◆ **WHAT TO PRODUCE**:
What is the number of lines in the entries below that include the word "derive"? Provide the number only.

◆ **INPUT**:
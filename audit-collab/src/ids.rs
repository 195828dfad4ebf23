//! Identifier newtypes shared across the engine.

use std::fmt;

use serde::{Deserialize, Serialize};
use uuid::Uuid;

/// Identifier of a collaboratively edited report document.
#[derive(Debug, Clone, PartialEq, Eq, Hash, PartialOrd, Ord, Serialize, Deserialize)]
#[serde(transparent)]
pub struct DocumentId(String);

impl DocumentId {
    pub fn new(id: impl Into<String>) -> Self {
        Self(id.into())
    }

    pub fn as_str(&self) -> &str {
        &self.0
    }
}

impl fmt::Display for DocumentId {
    fn fmt(&self, f: &mut fmt::Formatter<'_>) -> fmt::Result {
        f.write_str(&self.0)
    }
}

impl From<&str> for DocumentId {
    fn from(id: &str) -> Self {
        Self(id.to_string())
    }
}

impl From<String> for DocumentId {
    fn from(id: String) -> Self {
        Self(id)
    }
}

/// Identifier of an authenticated user, as issued by the auth layer.
#[derive(Debug, Clone, PartialEq, Eq, Hash, PartialOrd, Ord, Serialize, Deserialize)]
#[serde(transparent)]
pub struct UserId(String);

impl UserId {
    pub fn new(id: impl Into<String>) -> Self {
        Self(id.into())
    }

    pub fn as_str(&self) -> &str {
        &self.0
    }
}

impl fmt::Display for UserId {
    fn fmt(&self, f: &mut fmt::Formatter<'_>) -> fmt::Result {
        f.write_str(&self.0)
    }
}

impl From<&str> for UserId {
    fn from(id: &str) -> Self {
        Self(id.to_string())
    }
}

impl From<String> for UserId {
    fn from(id: String) -> Self {
        Self(id)
    }
}

/// Process-unique handle for one transport connection.
#[derive(Debug, Clone, Copy, PartialEq, Eq, Hash, Serialize, Deserialize)]
pub struct ConnectionId(Uuid);

impl ConnectionId {
    pub fn new() -> Self {
        Self(Uuid::new_v4())
    }
}

impl Default for ConnectionId {
    fn default() -> Self {
        Self::new()
    }
}

impl fmt::Display for ConnectionId {
    fn fmt(&self, f: &mut fmt::Formatter<'_>) -> fmt::Result {
        write!(f, "{}", self.0)
    }
}

/// Milliseconds since the UNIX epoch.
pub(crate) fn now_millis() -> u64 {
    std::time::SystemTime::now()
        .duration_since(std::time::SystemTime::UNIX_EPOCH)
        .unwrap_or_default()
        .as_millis() as u64
}
fn unauthorized() -> ErrorResponse {
    let mut response = ErrorResponse::new(Some(format!("missing {USER_ID_HEADER} header")));
    *response.status_mut() = StatusCode::UNAUTHORIZED;
    response
}

fn encode_frame(codec: WireCodec, msg: &ServerMessage) -> Result<Message, ProtocolError> {
    let bytes = codec.encode(msg)?;
    Ok(match codec {
        WireCodec::Binary => Message::Binary(bytes.into()),
        WireCodec::Json => {
            let text = String::from_utf8(bytes)
                .map_err(|e| ProtocolError::SerializationError(e.to_string()))?;
            Message::Text(text.into())
        }
    })
}

#[cfg(test)]
mod tests {
    use std::time::Duration;

    use super::*;

    #[test]
    fn test_server_config_default() {
        let config = ServerConfig::default();
        assert_eq!(config.bind_addr, "127.0.0.1:9090");
        assert!(config.storage_path.is_none());
        assert_eq!(config.collab, CollabConfig::default());
    }

    #[test]
    fn test_server_config_from_json() {
        let config: ServerConfig = serde_json::from_str(
            r#"{
                "bind_addr": "0.0.0.0:7000",
                "storage_path": "/var/lib/audit-collab",
                "collab": { "autosave_interval": 15, "presence_timeout": 120 }
            }"#,
        )
        .unwrap();
        assert_eq!(config.bind_addr, "0.0.0.0:7000");
        assert_eq!(config.storage_path, Some(PathBuf::from("/var/lib/audit-collab")));
        assert_eq!(config.collab.autosave_interval, Duration::from_secs(15));
        assert_eq!(config.collab.presence_timeout, Duration::from_secs(120));
        assert_eq!(config.collab.outbox_capacity, 256);
    }

    #[test]
    fn test_server_config_load_file() {
        let dir = tempfile::tempdir().unwrap();
        let path = dir.path().join("server.json");
        std::fs::write(&path, r#"{"bind_addr": "127.0.0.1:0"}"#).unwrap();

        let config = ServerConfig::load(&path).unwrap();
        assert_eq!(config.bind_addr, "127.0.0.1:0");
        assert!(ServerConfig::load(dir.path().join("missing.json")).is_err());
    }

    #[test]
    fn test_bind_override() {
        let config = ServerConfig::default().override_bind(Some("10.0.0.1:80".into()));
        assert_eq!(config.bind_addr, "10.0.0.1:80");

        let config = ServerConfig::default().override_bind(Some("  ".into()));
        assert_eq!(config.bind_addr, "127.0.0.1:9090");
    }

    #[test]
    fn test_identify_from_headers() {
        let req = Request::builder()
            .uri("/")
            .header(USER_ID_HEADER, "u-17")
            .header(USER_NAME_HEADER, "Dana Reyes")
            .body(())
            .unwrap();
        assert_eq!(
            identify(&req),
            Some((UserId::from("u-17"), "Dana Reyes".to_string()))
        );

        let req = Request::builder()
            .uri("/")
            .header(USER_ID_HEADER, "u-17")
            .body(())
            .unwrap();
        assert_eq!(identify(&req), Some((UserId::from("u-17"), "u-17".to_string())));

        let req = Request::builder().uri("/").body(()).unwrap();
        assert_eq!(identify(&req), None);
    }

    #[test]
    fn test_unauthorized_response() {
        let response = unauthorized();
        assert_eq!(response.status(), StatusCode::UNAUTHORIZED);
    }

    #[test]
    fn test_json_frames_are_text() {
        let frame = encode_frame(WireCodec::Json, &ServerMessage::Pong { timestamp: 1 }).unwrap();
        assert!(matches!(frame, Message::Text(_)));
        let frame = encode_frame(WireCodec::Binary, &ServerMessage::Pong { timestamp: 1 }).unwrap();
        assert!(matches!(frame, Message::Binary(_)));
    }

    #[test]
    fn test_server_creation() {
        let server = SyncServer::with_defaults();
        assert_eq!(server.bind_addr(), "127.0.0.1:9090");
        assert!(server.store().is_none());
    }

    #[tokio::test]
    async fn test_server_with_storage() {
        let dir = tempfile::tempdir().unwrap();
        let config = ServerConfig {
            storage_path: Some(dir.path().join("db")),
            ..ServerConfig::default()
        };
        let server = SyncServer::new(config).unwrap();
        assert!(server.store().is_some());
    }

    #[tokio::test]
    async fn test_server_stats_initial() {
        let server = SyncServer::with_defaults();
        assert_eq!(server.stats().await, ServerStats::default());
    }
}
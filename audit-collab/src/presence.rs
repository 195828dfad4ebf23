//! Presence awareness: who is in which document, where their cursor is.
//!
//! ## Architecture
//!
//! ```text
//! join / cursor / update
//!       │
//!       ▼
//! AwarenessTracker::{join, update_cursor, touch}
//!       │  (refreshes last_active_at)
//!       ▼
//! per-document entry list (join order)
//!       │
//!       ▼   periodic sweep
//! AwarenessTracker::prune_inactive()
//!       │
//!       ▼
//! PruneReport { removed, emptied }  ──► session cleanup
//! ```
//!
//! Presence is ephemeral: it is never persisted and disappears with the
//! process.

use std::collections::HashMap;
use std::sync::{Mutex, PoisonError};
use std::time::Duration;

use rand::seq::SliceRandom;
use serde::{Deserialize, Serialize};

use crate::ids::{now_millis, DocumentId, UserId};

// ───────────────────────────────────────────────────────────────────
// Core types
// ───────────────────────────────────────────────────────────────────

/// Collaborator colors, handed out in this order.
pub const PALETTE: [&str; 8] = [
    "#E57373", "#64B5F6", "#81C784", "#FFB74D", "#BA68C8", "#4DB6AC", "#F06292", "#90A4AE",
];

/// A text selection, as character offsets.
#[derive(Debug, Clone, Copy, PartialEq, Eq, Serialize, Deserialize)]
pub struct SelectionRange {
    pub anchor: u64,
    pub head: u64,
}

/// One collaborator's presence in one document.
#[derive(Debug, Clone, PartialEq, Serialize, Deserialize)]
#[serde(rename_all = "camelCase")]
pub struct PresenceEntry {
    pub user_id: UserId,
    pub display_name: String,
    /// Hex color from [`PALETTE`].
    pub color: String,
    pub cursor: Option<u64>,
    pub selection: Option<SelectionRange>,
    /// Milliseconds since the UNIX epoch.
    pub last_active_at: u64,
}

/// Outcome of an inactivity sweep.
#[derive(Debug, Clone, Default, PartialEq)]
pub struct PruneReport {
    /// Entries removed, grouped by document.
    pub removed: Vec<(DocumentId, Vec<PresenceEntry>)>,
    /// Documents that have no collaborators left.
    pub emptied: Vec<DocumentId>,
}

impl PruneReport {
    pub fn is_empty(&self) -> bool {
        self.removed.is_empty()
    }

    pub fn removed_count(&self) -> usize {
        self.removed.iter().map(|(_, entries)| entries.len()).sum()
    }
}

// ───────────────────────────────────────────────────────────────────
// Tracker
// ───────────────────────────────────────────────────────────────────

/// Presence state for every open document.
#[derive(Default)]
pub struct AwarenessTracker {
    documents: Mutex<HashMap<DocumentId, Vec<PresenceEntry>>>,
}

impl AwarenessTracker {
    pub fn new() -> Self {
        Self::default()
    }

    /// Add `user` to a document, or refresh them if already present.
    ///
    /// A re-join keeps the user's color and position in the list.
    pub fn join(
        &self,
        document_id: &DocumentId,
        user_id: &UserId,
        display_name: &str,
    ) -> Vec<PresenceEntry> {
        self.with_documents(|documents| {
            let entries = documents.entry(document_id.clone()).or_default();
            let now = now_millis();

            if let Some(entry) = entries.iter_mut().find(|e| &e.user_id == user_id) {
                entry.display_name = display_name.to_string();
                entry.last_active_at = now;
            } else {
                let color = pick_color(entries);
                entries.push(PresenceEntry {
                    user_id: user_id.clone(),
                    display_name: display_name.to_string(),
                    color,
                    cursor: None,
                    selection: None,
                    last_active_at: now,
                });
            }
            entries.clone()
        })
    }

    /// Remove `user` from a document. An empty result means nobody is left.
    pub fn leave(&self, document_id: &DocumentId, user_id: &UserId) -> Vec<PresenceEntry> {
        self.with_documents(|documents| {
            let Some(entries) = documents.get_mut(document_id) else {
                return Vec::new();
            };
            entries.retain(|e| &e.user_id != user_id);
            let remaining = entries.clone();
            if remaining.is_empty() {
                documents.remove(document_id);
            }
            remaining
        })
    }

    /// Record a cursor move. No-op if the user is not present.
    pub fn update_cursor(
        &self,
        document_id: &DocumentId,
        user_id: &UserId,
        cursor: Option<u64>,
        selection: Option<SelectionRange>,
    ) -> Vec<PresenceEntry> {
        self.with_documents(|documents| {
            let Some(entries) = documents.get_mut(document_id) else {
                return Vec::new();
            };
            if let Some(entry) = entries.iter_mut().find(|e| &e.user_id == user_id) {
                entry.cursor = cursor;
                entry.selection = selection;
                entry.last_active_at = now_millis();
            }
            entries.clone()
        })
    }

    /// Mark `user` active without changing their cursor.
    pub fn touch(&self, document_id: &DocumentId, user_id: &UserId) {
        self.with_documents(|documents| {
            if let Some(entry) = documents
                .get_mut(document_id)
                .and_then(|entries| entries.iter_mut().find(|e| &e.user_id == user_id))
            {
                entry.last_active_at = now_millis();
            }
        });
    }

    pub fn entry(&self, document_id: &DocumentId, user_id: &UserId) -> Option<PresenceEntry> {
        self.with_documents(|documents| {
            documents
                .get(document_id)?
                .iter()
                .find(|e| &e.user_id == user_id)
                .cloned()
        })
    }

    /// Collaborators of a document, in join order.
    pub fn list(&self, document_id: &DocumentId) -> Vec<PresenceEntry> {
        self.with_documents(|documents| documents.get(document_id).cloned().unwrap_or_default())
    }

    pub fn document_count(&self) -> usize {
        self.with_documents(|documents| documents.len())
    }

    /// Drop entries idle for longer than `timeout`, across all documents.
    pub fn prune_inactive(&self, timeout: Duration) -> PruneReport {
        self.prune_inactive_at(now_millis(), timeout)
    }

    /// [`Self::prune_inactive`] against an explicit clock reading.
    pub fn prune_inactive_at(&self, now: u64, timeout: Duration) -> PruneReport {
        let cutoff = now.saturating_sub(timeout.as_millis() as u64);
        self.with_documents(|documents| {
            let mut report = PruneReport::default();
            documents.retain(|document_id, entries| {
                let (stale, fresh): (Vec<_>, Vec<_>) = entries
                    .drain(..)
                    .partition(|e| e.last_active_at < cutoff);
                *entries = fresh;
                if !stale.is_empty() {
                    report.removed.push((document_id.clone(), stale));
                    if entries.is_empty() {
                        report.emptied.push(document_id.clone());
                    }
                }
                !entries.is_empty()
            });
            report
        })
    }

    fn with_documents<R>(
        &self,
        f: impl FnOnce(&mut HashMap<DocumentId, Vec<PresenceEntry>>) -> R,
    ) -> R {
        let mut documents = self.documents.lock().unwrap_or_else(PoisonError::into_inner);
        f(&mut documents)
    }
}

/// First palette color nobody in the document uses, else a random one.
fn pick_color(entries: &[PresenceEntry]) -> String {
    PALETTE
        .iter()
        .find(|color| !entries.iter().any(|e| e.color == **color))
        .or_else(|| PALETTE.choose(&mut rand::thread_rng()))
        .unwrap_or(&PALETTE[0])
        .to_string()
}

#[cfg(test)]
mod tests {
    use super::*;

    fn doc() -> DocumentId {
        DocumentId::from("D1")
    }

    fn user(n: usize) -> UserId {
        UserId::new(format!("user-{n}"))
    }

    #[test]
    fn test_join_assigns_first_free_color() {
        let tracker = AwarenessTracker::new();
        let list = tracker.join(&doc(), &user(1), "Ann");
        assert_eq!(list.len(), 1);
        assert_eq!(list[0].color, PALETTE[0]);

        let list = tracker.join(&doc(), &user(2), "Ben");
        assert_eq!(list[1].color, PALETTE[1]);
    }

    #[test]
    fn test_freed_color_is_reused() {
        let tracker = AwarenessTracker::new();
        tracker.join(&doc(), &user(1), "Ann");
        tracker.join(&doc(), &user(2), "Ben");
        tracker.leave(&doc(), &user(1));

        let list = tracker.join(&doc(), &user(3), "Cat");
        assert_eq!(list.last().unwrap().color, PALETTE[0]);
    }

    #[test]
    fn test_eight_unique_colors_then_palette_reuse() {
        let tracker = AwarenessTracker::new();
        for n in 0..8 {
            tracker.join(&doc(), &user(n), "someone");
        }
        let list = tracker.list(&doc());
        let mut colors: Vec<&str> = list.iter().map(|e| e.color.as_str()).collect();
        colors.sort();
        colors.dedup();
        assert_eq!(colors.len(), 8);

        let list = tracker.join(&doc(), &user(8), "ninth");
        assert_eq!(list.len(), 9);
        assert!(PALETTE.contains(&list[8].color.as_str()));
    }

    #[test]
    fn test_colors_are_per_document() {
        let tracker = AwarenessTracker::new();
        tracker.join(&doc(), &user(1), "Ann");
        let other = tracker.join(&DocumentId::from("D2"), &user(2), "Ben");
        assert_eq!(other[0].color, PALETTE[0]);
    }

    #[test]
    fn test_rejoin_keeps_color_and_order() {
        let tracker = AwarenessTracker::new();
        tracker.join(&doc(), &user(1), "Ann");
        tracker.join(&doc(), &user(2), "Ben");

        let list = tracker.join(&doc(), &user(1), "Ann B.");
        assert_eq!(list.len(), 2);
        assert_eq!(list[0].user_id, user(1));
        assert_eq!(list[0].display_name, "Ann B.");
        assert_eq!(list[0].color, PALETTE[0]);
    }

    #[test]
    fn test_leave_last_user_empties_document() {
        let tracker = AwarenessTracker::new();
        tracker.join(&doc(), &user(1), "Ann");
        assert!(tracker.leave(&doc(), &user(1)).is_empty());
        assert_eq!(tracker.document_count(), 0);
        assert!(tracker.leave(&doc(), &user(1)).is_empty());
    }

    #[test]
    fn test_update_cursor() {
        let tracker = AwarenessTracker::new();
        tracker.join(&doc(), &user(1), "Ann");
        let selection = SelectionRange { anchor: 4, head: 9 };

        let list = tracker.update_cursor(&doc(), &user(1), Some(9), Some(selection));
        assert_eq!(list[0].cursor, Some(9));
        assert_eq!(list[0].selection, Some(selection));
    }

    #[test]
    fn test_update_cursor_for_absent_user_is_noop() {
        let tracker = AwarenessTracker::new();
        tracker.join(&doc(), &user(1), "Ann");
        let list = tracker.update_cursor(&doc(), &user(2), Some(3), None);
        assert_eq!(list.len(), 1);
        assert!(tracker.entry(&doc(), &user(2)).is_none());
        assert!(tracker
            .update_cursor(&DocumentId::from("D9"), &user(1), None, None)
            .is_empty());
    }

    #[test]
    fn test_prune_removes_only_stale_entries() {
        let tracker = AwarenessTracker::new();
        tracker.join(&doc(), &user(1), "Ann");
        tracker.join(&DocumentId::from("D2"), &user(2), "Ben");
        let now = now_millis();

        // Nothing is older than a minute yet
        let report = tracker.prune_inactive_at(now, Duration::from_secs(60));
        assert!(report.is_empty());

        let later = now + 120_000;
        tracker.with_documents(|documents| {
            documents.get_mut(&DocumentId::from("D2")).unwrap()[0].last_active_at = later;
        });

        let report = tracker.prune_inactive_at(later, Duration::from_secs(60));
        assert_eq!(report.removed_count(), 1);
        assert_eq!(report.removed[0].0, doc());
        assert_eq!(report.emptied, vec![doc()]);
        assert!(tracker.list(&doc()).is_empty());
        assert_eq!(tracker.list(&DocumentId::from("D2")).len(), 1);
    }

    #[test]
    fn test_prune_partial_document_is_not_emptied() {
        let tracker = AwarenessTracker::new();
        tracker.join(&doc(), &user(1), "Ann");
        tracker.join(&doc(), &user(2), "Ben");
        let later = now_millis() + 120_000;
        tracker.with_documents(|documents| {
            documents.get_mut(&doc()).unwrap()[1].last_active_at = later;
        });

        let report = tracker.prune_inactive_at(later, Duration::from_secs(60));
        assert_eq!(report.removed_count(), 1);
        assert!(report.emptied.is_empty());
        assert_eq!(tracker.list(&doc())[0].user_id, user(2));
    }

    #[test]
    fn test_touch_refreshes_activity() {
        let tracker = AwarenessTracker::new();
        tracker.join(&doc(), &user(1), "Ann");
        tracker.with_documents(|documents| {
            documents.get_mut(&doc()).unwrap()[0].last_active_at = 0;
        });

        tracker.touch(&doc(), &user(1));
        assert!(tracker.entry(&doc(), &user(1)).unwrap().last_active_at > 0);
    }
}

◆ **TASK SOLUTION**:
7